## ABOUT THIS EXERCISE
Wherever "reported" appears in the records below, copy the line that holds it.

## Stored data
--------

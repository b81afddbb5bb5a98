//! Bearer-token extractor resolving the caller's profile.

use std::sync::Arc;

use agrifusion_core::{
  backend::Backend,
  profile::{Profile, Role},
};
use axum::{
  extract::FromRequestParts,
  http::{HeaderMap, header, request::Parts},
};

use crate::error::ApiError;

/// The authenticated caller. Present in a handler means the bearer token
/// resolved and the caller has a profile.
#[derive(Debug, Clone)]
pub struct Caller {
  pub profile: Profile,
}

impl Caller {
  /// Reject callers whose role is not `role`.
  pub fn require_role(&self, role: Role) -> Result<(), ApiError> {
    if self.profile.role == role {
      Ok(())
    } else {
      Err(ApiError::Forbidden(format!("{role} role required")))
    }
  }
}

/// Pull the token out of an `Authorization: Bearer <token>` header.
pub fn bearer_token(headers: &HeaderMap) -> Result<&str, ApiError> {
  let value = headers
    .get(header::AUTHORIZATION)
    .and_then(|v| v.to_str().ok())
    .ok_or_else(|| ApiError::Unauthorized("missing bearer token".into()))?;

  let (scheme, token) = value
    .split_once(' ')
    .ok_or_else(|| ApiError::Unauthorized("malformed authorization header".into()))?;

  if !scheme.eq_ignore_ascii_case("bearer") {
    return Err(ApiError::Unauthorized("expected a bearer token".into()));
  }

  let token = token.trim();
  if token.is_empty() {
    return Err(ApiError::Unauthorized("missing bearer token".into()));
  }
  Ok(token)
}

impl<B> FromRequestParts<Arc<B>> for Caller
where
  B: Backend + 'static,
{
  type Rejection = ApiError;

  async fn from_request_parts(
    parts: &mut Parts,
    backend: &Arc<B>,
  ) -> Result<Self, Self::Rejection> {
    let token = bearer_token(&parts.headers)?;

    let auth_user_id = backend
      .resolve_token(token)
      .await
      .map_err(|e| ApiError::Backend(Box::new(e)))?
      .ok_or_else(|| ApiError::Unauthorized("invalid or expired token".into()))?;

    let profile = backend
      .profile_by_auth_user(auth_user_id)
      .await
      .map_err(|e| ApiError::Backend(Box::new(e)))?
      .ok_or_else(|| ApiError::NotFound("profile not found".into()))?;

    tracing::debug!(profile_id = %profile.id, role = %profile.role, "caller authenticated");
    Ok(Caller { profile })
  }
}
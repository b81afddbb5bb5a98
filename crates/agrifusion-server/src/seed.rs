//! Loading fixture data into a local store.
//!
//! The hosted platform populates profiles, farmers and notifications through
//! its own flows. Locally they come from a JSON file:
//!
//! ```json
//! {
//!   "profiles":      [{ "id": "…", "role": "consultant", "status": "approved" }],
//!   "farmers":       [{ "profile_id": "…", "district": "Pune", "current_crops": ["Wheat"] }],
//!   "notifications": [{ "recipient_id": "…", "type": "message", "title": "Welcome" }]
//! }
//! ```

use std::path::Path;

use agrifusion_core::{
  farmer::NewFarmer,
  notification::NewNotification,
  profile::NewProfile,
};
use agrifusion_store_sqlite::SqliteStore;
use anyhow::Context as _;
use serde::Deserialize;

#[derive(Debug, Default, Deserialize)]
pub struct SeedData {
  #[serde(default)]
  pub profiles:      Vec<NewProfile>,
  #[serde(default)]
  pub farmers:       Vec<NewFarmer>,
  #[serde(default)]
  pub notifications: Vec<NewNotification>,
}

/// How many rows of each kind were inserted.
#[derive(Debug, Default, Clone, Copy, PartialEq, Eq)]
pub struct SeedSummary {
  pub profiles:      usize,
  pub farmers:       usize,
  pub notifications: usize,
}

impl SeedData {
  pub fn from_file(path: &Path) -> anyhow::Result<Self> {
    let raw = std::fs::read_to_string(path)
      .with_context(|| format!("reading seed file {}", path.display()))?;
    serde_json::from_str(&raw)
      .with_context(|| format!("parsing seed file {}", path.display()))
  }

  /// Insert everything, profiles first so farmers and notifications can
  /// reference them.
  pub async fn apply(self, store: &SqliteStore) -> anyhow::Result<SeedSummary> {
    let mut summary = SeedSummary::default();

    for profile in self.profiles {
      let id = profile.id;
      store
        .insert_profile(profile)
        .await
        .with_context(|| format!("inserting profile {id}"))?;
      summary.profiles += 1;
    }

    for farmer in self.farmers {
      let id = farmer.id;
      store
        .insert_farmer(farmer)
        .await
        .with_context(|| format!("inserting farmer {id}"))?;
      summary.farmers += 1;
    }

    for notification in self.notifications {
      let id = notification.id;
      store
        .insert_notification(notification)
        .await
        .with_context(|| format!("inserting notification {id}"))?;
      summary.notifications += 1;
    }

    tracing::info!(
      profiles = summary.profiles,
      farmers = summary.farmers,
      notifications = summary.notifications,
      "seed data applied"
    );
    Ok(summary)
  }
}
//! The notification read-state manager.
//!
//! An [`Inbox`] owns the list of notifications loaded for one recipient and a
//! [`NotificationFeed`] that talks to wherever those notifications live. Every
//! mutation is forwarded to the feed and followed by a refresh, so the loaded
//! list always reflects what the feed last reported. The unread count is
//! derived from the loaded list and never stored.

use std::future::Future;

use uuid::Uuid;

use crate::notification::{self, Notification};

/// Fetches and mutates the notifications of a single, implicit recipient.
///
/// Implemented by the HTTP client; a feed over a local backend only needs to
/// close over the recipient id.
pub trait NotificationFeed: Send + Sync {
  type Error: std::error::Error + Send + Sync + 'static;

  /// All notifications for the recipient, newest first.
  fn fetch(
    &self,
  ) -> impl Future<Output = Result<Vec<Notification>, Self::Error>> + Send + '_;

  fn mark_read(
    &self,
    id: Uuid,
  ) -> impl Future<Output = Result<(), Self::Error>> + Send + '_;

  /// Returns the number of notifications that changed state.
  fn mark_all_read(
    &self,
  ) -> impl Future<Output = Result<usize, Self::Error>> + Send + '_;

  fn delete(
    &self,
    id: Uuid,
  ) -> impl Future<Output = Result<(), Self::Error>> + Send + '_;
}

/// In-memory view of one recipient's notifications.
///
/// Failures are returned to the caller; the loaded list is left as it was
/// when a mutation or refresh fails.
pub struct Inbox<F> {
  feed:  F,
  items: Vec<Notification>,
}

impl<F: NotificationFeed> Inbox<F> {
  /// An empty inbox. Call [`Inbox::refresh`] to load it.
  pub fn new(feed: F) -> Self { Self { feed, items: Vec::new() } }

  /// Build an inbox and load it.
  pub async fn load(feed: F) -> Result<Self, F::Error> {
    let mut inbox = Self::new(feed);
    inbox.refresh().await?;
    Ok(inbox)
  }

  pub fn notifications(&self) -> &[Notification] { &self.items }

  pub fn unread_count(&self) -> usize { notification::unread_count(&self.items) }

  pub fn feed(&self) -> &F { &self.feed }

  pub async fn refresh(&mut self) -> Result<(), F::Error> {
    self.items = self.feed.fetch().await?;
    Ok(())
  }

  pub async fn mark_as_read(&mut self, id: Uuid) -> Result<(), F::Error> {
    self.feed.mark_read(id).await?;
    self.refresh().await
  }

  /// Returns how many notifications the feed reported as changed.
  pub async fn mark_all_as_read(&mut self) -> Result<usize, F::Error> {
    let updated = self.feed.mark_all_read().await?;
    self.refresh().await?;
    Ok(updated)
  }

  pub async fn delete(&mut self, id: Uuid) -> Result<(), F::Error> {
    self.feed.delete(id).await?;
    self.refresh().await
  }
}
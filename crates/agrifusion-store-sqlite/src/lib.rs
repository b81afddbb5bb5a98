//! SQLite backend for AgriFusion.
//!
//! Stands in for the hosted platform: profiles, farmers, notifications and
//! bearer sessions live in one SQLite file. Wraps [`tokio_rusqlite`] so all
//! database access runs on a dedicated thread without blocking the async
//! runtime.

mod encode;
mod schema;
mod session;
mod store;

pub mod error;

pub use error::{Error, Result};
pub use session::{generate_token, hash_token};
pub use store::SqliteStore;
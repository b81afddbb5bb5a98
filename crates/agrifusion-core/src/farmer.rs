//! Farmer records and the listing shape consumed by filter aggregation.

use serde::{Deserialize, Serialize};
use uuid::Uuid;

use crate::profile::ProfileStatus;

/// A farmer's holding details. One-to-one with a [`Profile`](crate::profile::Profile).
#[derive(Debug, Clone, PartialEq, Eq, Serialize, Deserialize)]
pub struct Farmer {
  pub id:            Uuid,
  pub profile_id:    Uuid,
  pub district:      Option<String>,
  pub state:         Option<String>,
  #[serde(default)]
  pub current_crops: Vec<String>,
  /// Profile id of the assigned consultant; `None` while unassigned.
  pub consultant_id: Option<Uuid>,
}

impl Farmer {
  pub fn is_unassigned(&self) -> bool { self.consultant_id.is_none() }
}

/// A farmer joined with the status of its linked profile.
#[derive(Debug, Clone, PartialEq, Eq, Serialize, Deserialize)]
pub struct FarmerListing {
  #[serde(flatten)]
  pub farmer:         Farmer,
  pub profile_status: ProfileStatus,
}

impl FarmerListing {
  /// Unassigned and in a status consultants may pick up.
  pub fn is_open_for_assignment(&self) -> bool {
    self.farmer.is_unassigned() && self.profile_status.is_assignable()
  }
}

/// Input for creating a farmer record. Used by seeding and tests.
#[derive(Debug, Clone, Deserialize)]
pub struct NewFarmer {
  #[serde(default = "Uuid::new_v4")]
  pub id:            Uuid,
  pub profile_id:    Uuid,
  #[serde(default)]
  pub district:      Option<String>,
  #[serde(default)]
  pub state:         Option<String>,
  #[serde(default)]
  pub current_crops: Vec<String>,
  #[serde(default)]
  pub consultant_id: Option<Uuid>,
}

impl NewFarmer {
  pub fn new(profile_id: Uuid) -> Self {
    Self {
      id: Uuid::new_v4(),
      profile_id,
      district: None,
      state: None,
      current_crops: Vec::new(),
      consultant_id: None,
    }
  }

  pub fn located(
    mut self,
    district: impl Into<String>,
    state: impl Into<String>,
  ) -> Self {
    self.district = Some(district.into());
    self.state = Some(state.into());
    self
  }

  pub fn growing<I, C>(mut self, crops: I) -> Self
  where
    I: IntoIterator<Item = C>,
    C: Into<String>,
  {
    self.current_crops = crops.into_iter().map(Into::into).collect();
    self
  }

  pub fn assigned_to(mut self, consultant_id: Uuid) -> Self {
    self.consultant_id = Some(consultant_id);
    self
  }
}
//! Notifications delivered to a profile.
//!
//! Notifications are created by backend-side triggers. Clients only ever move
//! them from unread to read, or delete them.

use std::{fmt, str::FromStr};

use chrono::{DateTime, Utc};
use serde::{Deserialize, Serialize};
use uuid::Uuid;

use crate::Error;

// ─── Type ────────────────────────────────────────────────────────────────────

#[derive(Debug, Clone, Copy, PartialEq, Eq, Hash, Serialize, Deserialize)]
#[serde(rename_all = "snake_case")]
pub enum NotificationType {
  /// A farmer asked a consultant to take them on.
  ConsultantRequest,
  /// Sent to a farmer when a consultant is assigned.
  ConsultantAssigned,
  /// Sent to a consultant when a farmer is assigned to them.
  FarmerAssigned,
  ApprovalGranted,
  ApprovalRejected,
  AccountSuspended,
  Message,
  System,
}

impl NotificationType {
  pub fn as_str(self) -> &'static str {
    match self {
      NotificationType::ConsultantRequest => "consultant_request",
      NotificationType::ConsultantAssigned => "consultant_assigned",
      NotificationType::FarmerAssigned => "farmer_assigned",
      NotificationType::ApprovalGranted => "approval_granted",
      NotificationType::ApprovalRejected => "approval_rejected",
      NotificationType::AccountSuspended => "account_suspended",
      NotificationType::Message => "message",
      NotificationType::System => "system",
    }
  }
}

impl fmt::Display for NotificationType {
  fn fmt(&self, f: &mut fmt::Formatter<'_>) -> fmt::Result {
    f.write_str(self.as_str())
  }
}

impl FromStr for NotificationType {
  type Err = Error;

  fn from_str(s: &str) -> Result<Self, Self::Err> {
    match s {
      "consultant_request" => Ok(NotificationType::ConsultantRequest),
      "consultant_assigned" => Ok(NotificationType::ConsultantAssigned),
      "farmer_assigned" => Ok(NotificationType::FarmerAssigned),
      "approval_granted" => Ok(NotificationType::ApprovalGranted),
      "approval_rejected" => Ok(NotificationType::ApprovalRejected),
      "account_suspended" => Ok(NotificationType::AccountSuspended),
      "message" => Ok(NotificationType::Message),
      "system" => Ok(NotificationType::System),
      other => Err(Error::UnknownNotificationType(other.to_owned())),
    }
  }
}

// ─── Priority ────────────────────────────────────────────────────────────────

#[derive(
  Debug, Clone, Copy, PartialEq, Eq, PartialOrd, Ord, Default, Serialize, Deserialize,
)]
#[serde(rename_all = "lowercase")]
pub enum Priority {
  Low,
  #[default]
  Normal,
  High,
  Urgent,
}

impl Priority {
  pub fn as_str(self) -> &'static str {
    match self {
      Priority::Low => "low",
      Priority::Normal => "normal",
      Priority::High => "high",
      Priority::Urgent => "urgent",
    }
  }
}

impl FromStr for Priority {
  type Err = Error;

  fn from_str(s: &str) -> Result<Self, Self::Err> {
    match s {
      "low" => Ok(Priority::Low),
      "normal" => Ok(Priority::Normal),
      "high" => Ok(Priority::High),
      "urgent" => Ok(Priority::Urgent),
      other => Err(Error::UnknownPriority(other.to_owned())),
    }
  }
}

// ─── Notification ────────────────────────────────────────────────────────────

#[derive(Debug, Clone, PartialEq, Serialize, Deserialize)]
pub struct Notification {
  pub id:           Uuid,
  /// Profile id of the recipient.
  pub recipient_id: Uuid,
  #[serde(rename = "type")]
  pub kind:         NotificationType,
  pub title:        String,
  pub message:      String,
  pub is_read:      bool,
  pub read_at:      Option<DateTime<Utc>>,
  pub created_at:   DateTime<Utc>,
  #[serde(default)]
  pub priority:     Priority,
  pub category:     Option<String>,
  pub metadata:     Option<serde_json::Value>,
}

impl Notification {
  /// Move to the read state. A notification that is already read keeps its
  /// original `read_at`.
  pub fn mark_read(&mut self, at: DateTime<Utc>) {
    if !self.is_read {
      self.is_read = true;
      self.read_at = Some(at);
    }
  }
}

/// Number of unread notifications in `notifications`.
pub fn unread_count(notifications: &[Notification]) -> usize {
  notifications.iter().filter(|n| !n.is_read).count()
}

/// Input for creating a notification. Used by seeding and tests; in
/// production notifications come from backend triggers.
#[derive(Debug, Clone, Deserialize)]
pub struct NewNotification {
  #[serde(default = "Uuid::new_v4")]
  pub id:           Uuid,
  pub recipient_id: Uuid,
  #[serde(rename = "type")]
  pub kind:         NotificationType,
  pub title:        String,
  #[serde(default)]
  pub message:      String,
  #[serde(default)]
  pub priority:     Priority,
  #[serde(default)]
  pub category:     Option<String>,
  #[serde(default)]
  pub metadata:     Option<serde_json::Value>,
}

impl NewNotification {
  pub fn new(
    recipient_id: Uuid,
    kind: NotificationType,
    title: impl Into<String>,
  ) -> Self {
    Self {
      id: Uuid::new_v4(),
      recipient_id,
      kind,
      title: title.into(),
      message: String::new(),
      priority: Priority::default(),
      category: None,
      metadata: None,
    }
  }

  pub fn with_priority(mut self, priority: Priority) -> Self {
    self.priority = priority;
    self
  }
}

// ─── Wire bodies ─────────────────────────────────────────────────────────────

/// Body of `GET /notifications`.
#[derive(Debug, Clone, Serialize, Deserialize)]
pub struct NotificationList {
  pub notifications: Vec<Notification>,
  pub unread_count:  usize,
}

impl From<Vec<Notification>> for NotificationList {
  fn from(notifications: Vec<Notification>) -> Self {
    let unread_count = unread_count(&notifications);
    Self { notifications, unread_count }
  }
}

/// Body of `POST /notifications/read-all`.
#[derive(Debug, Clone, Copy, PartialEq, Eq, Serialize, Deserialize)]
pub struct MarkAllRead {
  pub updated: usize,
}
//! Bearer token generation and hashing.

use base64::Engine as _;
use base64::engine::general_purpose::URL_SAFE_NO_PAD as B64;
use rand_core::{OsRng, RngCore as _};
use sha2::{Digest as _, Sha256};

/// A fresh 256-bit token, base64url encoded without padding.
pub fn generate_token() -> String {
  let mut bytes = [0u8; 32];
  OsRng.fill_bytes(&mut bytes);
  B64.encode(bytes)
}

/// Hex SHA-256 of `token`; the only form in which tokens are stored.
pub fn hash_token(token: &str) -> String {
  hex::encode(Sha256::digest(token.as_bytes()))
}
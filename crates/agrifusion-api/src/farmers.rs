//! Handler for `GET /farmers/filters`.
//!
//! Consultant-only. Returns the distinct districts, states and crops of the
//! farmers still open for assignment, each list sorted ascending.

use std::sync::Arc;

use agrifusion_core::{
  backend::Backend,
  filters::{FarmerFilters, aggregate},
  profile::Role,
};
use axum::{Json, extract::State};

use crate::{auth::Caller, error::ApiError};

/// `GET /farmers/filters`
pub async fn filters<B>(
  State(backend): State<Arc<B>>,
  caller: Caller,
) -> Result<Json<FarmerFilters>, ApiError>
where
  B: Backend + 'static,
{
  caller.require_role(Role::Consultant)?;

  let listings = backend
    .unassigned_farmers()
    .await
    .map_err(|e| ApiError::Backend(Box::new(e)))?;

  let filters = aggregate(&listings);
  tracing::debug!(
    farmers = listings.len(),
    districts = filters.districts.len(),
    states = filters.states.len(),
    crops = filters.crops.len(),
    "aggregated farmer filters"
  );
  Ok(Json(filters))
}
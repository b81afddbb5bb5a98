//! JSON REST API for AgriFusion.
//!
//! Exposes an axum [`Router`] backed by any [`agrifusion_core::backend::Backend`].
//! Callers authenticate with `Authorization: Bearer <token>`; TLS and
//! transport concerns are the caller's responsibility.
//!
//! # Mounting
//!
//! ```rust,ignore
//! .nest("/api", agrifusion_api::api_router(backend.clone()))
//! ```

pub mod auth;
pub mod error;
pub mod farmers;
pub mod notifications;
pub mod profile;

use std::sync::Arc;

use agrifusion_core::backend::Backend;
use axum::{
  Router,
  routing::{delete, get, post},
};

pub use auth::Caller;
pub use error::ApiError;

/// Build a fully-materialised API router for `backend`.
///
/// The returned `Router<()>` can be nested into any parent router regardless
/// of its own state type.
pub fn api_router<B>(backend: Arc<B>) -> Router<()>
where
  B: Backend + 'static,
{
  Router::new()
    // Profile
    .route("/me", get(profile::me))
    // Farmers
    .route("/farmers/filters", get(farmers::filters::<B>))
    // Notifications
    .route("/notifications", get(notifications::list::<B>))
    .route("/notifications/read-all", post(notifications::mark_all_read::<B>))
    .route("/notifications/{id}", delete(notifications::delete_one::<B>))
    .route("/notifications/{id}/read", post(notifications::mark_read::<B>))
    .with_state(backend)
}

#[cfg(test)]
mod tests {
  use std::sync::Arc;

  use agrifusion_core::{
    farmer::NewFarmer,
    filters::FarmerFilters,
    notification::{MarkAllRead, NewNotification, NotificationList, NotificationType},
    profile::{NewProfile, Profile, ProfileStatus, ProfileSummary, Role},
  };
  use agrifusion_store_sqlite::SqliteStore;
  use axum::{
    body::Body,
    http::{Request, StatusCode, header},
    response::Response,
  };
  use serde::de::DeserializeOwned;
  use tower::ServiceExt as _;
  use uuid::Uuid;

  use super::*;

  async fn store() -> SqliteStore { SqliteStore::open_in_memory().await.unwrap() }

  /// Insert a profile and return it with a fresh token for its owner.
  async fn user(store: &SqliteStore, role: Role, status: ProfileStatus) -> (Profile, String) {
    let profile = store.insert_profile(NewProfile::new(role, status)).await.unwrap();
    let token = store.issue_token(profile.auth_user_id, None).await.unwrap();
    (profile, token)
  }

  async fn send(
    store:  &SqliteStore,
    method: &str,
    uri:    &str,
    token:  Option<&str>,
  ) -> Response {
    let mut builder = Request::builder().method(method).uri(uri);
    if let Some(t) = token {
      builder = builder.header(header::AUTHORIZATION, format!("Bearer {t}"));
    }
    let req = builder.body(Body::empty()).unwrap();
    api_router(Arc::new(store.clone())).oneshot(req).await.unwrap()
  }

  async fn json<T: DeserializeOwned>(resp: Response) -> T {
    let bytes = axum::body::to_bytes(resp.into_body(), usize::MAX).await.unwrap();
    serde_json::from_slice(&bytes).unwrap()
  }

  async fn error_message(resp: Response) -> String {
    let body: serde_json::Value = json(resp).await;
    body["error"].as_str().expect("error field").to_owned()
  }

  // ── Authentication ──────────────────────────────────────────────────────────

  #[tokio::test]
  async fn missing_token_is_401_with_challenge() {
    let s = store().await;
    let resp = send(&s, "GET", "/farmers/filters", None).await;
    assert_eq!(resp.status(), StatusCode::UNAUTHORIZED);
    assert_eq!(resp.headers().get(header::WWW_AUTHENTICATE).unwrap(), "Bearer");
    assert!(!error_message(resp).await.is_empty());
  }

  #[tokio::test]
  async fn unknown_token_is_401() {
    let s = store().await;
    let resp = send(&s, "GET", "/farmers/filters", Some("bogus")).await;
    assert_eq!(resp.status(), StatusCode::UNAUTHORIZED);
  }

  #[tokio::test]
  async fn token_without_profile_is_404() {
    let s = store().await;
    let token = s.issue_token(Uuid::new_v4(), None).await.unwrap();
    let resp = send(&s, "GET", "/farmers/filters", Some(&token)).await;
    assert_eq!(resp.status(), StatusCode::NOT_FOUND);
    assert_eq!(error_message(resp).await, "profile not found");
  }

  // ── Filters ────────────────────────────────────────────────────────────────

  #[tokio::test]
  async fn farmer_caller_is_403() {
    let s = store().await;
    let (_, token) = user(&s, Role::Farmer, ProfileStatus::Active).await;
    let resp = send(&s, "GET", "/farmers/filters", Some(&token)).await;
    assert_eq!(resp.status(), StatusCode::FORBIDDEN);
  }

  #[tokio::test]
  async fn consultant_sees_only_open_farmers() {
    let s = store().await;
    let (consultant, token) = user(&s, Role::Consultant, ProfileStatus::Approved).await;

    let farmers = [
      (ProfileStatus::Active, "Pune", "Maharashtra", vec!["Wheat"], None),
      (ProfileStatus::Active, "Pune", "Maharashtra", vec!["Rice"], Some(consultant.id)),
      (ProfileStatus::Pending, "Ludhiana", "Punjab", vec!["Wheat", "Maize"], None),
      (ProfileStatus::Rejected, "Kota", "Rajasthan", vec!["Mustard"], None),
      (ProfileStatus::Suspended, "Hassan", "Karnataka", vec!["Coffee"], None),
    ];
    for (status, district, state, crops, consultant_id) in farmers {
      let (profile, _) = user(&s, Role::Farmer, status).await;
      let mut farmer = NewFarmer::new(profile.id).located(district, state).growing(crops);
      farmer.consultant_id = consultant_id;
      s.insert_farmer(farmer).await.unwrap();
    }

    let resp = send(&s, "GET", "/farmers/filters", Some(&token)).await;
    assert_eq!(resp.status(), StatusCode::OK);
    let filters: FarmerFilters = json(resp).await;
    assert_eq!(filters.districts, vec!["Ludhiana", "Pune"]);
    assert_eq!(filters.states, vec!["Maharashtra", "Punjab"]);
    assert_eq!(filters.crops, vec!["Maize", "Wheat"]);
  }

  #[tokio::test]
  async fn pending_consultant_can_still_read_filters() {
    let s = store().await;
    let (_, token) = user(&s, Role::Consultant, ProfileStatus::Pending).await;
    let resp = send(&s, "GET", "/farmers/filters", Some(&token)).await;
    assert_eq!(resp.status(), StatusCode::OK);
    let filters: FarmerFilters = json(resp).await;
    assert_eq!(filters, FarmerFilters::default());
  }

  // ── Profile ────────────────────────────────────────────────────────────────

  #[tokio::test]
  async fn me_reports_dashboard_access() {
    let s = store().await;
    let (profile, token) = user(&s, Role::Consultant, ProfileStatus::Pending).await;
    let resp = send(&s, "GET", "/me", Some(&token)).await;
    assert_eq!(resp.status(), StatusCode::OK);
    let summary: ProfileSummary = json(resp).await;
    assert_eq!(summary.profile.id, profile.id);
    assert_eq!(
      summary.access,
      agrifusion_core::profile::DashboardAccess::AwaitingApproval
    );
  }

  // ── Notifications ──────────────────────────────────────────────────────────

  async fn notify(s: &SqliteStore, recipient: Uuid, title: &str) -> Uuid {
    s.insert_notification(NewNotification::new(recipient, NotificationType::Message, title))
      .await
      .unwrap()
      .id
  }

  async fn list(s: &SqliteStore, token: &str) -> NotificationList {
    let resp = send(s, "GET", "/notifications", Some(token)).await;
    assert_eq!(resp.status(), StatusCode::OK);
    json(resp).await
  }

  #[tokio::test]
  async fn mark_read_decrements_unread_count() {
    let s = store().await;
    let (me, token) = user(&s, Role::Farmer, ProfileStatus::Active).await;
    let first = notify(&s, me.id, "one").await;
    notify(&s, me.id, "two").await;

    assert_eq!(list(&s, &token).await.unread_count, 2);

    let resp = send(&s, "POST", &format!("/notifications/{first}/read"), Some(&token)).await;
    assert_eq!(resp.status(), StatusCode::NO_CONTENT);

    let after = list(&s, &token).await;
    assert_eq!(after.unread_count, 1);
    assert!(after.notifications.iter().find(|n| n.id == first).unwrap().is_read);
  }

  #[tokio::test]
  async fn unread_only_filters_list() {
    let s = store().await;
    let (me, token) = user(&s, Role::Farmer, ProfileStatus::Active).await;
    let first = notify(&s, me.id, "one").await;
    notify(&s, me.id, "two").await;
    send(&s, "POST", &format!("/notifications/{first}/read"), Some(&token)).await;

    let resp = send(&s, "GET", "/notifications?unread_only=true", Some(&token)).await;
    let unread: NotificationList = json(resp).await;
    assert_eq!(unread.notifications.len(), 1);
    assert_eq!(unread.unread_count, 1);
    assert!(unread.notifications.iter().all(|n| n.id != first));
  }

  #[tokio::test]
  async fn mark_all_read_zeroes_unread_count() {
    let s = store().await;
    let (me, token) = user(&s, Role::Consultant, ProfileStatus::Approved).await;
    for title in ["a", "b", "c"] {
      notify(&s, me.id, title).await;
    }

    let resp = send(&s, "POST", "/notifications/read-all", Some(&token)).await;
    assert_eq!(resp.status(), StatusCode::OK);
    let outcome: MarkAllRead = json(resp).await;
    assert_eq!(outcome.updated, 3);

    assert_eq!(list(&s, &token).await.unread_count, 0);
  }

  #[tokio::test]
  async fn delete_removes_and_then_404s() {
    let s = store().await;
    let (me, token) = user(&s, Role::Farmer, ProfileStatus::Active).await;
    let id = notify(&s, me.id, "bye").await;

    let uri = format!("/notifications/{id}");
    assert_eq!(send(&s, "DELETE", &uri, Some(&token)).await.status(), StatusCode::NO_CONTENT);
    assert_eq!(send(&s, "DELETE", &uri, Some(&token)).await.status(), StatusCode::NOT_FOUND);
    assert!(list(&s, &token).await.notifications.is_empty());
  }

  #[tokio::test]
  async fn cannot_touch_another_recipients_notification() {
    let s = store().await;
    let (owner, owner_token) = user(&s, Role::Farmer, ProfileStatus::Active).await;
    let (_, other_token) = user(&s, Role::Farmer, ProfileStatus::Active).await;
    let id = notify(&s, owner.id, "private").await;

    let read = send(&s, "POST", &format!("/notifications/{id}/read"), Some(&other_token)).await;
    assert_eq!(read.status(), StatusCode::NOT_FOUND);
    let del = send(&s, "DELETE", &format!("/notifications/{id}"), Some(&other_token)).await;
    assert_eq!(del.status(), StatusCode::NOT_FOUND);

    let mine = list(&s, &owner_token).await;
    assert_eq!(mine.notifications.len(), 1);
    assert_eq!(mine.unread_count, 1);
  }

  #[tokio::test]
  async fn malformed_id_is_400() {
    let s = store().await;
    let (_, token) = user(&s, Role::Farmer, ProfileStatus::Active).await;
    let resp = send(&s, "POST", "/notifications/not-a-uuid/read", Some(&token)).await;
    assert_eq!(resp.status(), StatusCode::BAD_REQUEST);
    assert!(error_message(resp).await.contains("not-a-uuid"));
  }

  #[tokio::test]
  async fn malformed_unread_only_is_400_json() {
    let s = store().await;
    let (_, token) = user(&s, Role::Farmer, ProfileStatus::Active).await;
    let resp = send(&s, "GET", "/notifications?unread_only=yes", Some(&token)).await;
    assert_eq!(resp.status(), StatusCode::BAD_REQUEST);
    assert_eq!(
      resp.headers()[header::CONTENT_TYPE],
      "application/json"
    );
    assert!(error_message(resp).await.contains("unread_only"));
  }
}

--------

## SOLUTION TO THIS TASK
//! list always reflects what the feed last reported. The unread count is
  /// Returns how many notifications the feed reported as changed.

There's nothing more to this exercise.